JAMSTEC Scientists Study ‘California Niño/Niña’ Anomaly
Japan Agency for Marine-Earth Science and Technology’s (JAMSTEC) scientists, Dr. Chaoxia Yuan and Dr. Toshio Yamagata, have demonstrated the existence of intrinsic costal ocean-atmosphere coupled phenomenon in the costal ocean off Baja California and California for the first time.
It is named California Niño/Niña in its intrinsic sense.
The costal ocean off Baja California and California is located near the eastern edge of the subtropical high. The equatorward alongshore surface wind drives the surface water offshore under the influence of the earth’ rotation. To compensate this surface water, cold subsurface water upwells. Because of this, the sea surface temperature is kept low in this region.
In some years, however, the upwelling is reduced (enhanced) and thus the costal ocean becomes warmer (colder) than normal. Such interannual variability in sea surface temperatures along the coast has been considered to be related to El Niño/La Niña events in the tropical Pacific.
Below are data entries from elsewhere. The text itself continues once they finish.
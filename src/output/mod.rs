//! Terminal output formatting
//!
//! Display utilities for CLI results and pretty-printing.

pub mod display;
pub mod formatters;

pub use display::{print_benchmark_result, print_corpus_stats, print_round_result};
pub use formatters::{feedback_to_emoji, score_board};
However, the present study has demonstrated for the first time that an intrinsic coastal ocean-atmosphere coupled mode, which is independent of El Niño/Niña events, may contribute to the interannual variability in sea surface temperatures, particularly in summer.
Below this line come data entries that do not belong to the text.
//! Nerdle Solver - CLI
//!
//! Solves 8-character arithmetic equations from positional feedback, using a
//! character-commonness ranking heuristic over an enumerated corpus.

use anyhow::Result;
use clap::{Parser, Subcommand};
use nerdle_solver::{
    commands::{
        play_round, print_test_all_statistics, run_benchmark, run_simple, run_test_all,
    },
    core::Equation,
    corpus::{build_corpus, build_corpus_with_counts},
    output::{print_benchmark_result, print_corpus_stats, print_round_result},
};

#[derive(Parser)]
#[command(
    name = "nerdle_solver",
    about = "Nerdle solver using constraint filtering and character-frequency ranking",
    version,
    author
)]
struct Cli {
    #[command(subcommand)]
    command: Option<Commands>,

    /// Override the first guess (default: top-ranked corpus equation)
    #[arg(short = 'f', long, global = true)]
    first: Option<String>,

    /// Log candidate-drop counts to stderr while filtering
    #[arg(short, long, global = true)]
    logging: bool,
}

#[derive(Subcommand)]
enum Commands {
    /// Interactive assistant mode (default)
    Simple,

    /// Solve a specific target equation
    Solve {
        /// The target equation, e.g. "15+23=38"
        target: String,

        /// Show verbose output with candidate counts
        #[arg(short, long)]
        verbose: bool,
    },

    /// Benchmark solver performance on random targets
    Benchmark {
        /// Number of random targets to test
        #[arg(short = 'n', long, default_value = "50")]
        count: usize,
    },

    /// Test the solver on ALL corpus equations
    TestAll {
        /// Limit number of equations to test
        #[arg(short = 't', long)]
        limit: Option<usize>,
    },

    /// Print per-operator corpus statistics
    Corpus,
}

fn main() -> Result<()> {
    let cli = Cli::parse();

    let first = cli
        .first
        .as_deref()
        .map(Equation::new)
        .transpose()
        .map_err(|e| anyhow::anyhow!("Invalid first guess: {e}"))?;

    // Default to the interactive assistant if no command given
    let command = cli.command.unwrap_or(Commands::Simple);

    match command {
        Commands::Simple => {
            run_simple(first, cli.logging).map_err(|e| anyhow::anyhow!(e))
        }
        Commands::Solve { target, verbose } => run_solve_command(&target, first, cli.logging, verbose),
        Commands::Benchmark { count } => {
            run_benchmark_command(count, first);
            Ok(())
        }
        Commands::TestAll { limit } => {
            run_test_all_command(limit, first.as_ref());
            Ok(())
        }
        Commands::Corpus => {
            run_corpus_command();
            Ok(())
        }
    }
}

fn run_solve_command(
    target: &str,
    first: Option<Equation>,
    logging: bool,
    verbose: bool,
) -> Result<()> {
    let target = Equation::new(target).map_err(|e| anyhow::anyhow!("Invalid target: {e}"))?;

    let result = play_round(&target, first, logging)?;
    print_round_result(&result, verbose);
    Ok(())
}

fn run_benchmark_command(count: usize, first: Option<Equation>) {
    if let Some(first) = &first {
        println!("Running benchmark on {count} random equations with forced first guess: {first}...");
    } else {
        println!("Running benchmark on {count} random equations...");
    }

    let corpus = build_corpus();
    let result = run_benchmark(&corpus, count, first);
    print_benchmark_result(&result);
}

fn run_test_all_command(limit: Option<usize>, first: Option<&Equation>) {
    println!("\n{}", "═".repeat(70));
    println!(" Comprehensive Nerdle Solver Test ");
    println!("{}", "═".repeat(70));

    let corpus = build_corpus();
    println!("\nTesting against {} possible equations", corpus.len());
    if let Some(first) = first {
        println!("Forced first guess: {first}");
    }
    println!();

    let stats = run_test_all(&corpus, limit, first);
    print_test_all_statistics(&stats);
}

fn run_corpus_command() {
    let (corpus, counts) = build_corpus_with_counts();
    print_corpus_stats(&counts, corpus.len());
}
The regional air-sea coupled phenomenon seems to be analogous to the well-known El Niño/La Niña in the equatorial Pacific Ocean but with much smaller time and space scales. Therefore it is named California Niño/Niña. This new phenomenon is considered to give significant impacts on marine ecosystems regional weather, and agriculture along the west coast of North America. It is, therefore, useful to develop a seasonal prediction system by use of a coupled ocean-atmosphere model which resolves the California Niño/Niña. The effort in this direction is under way.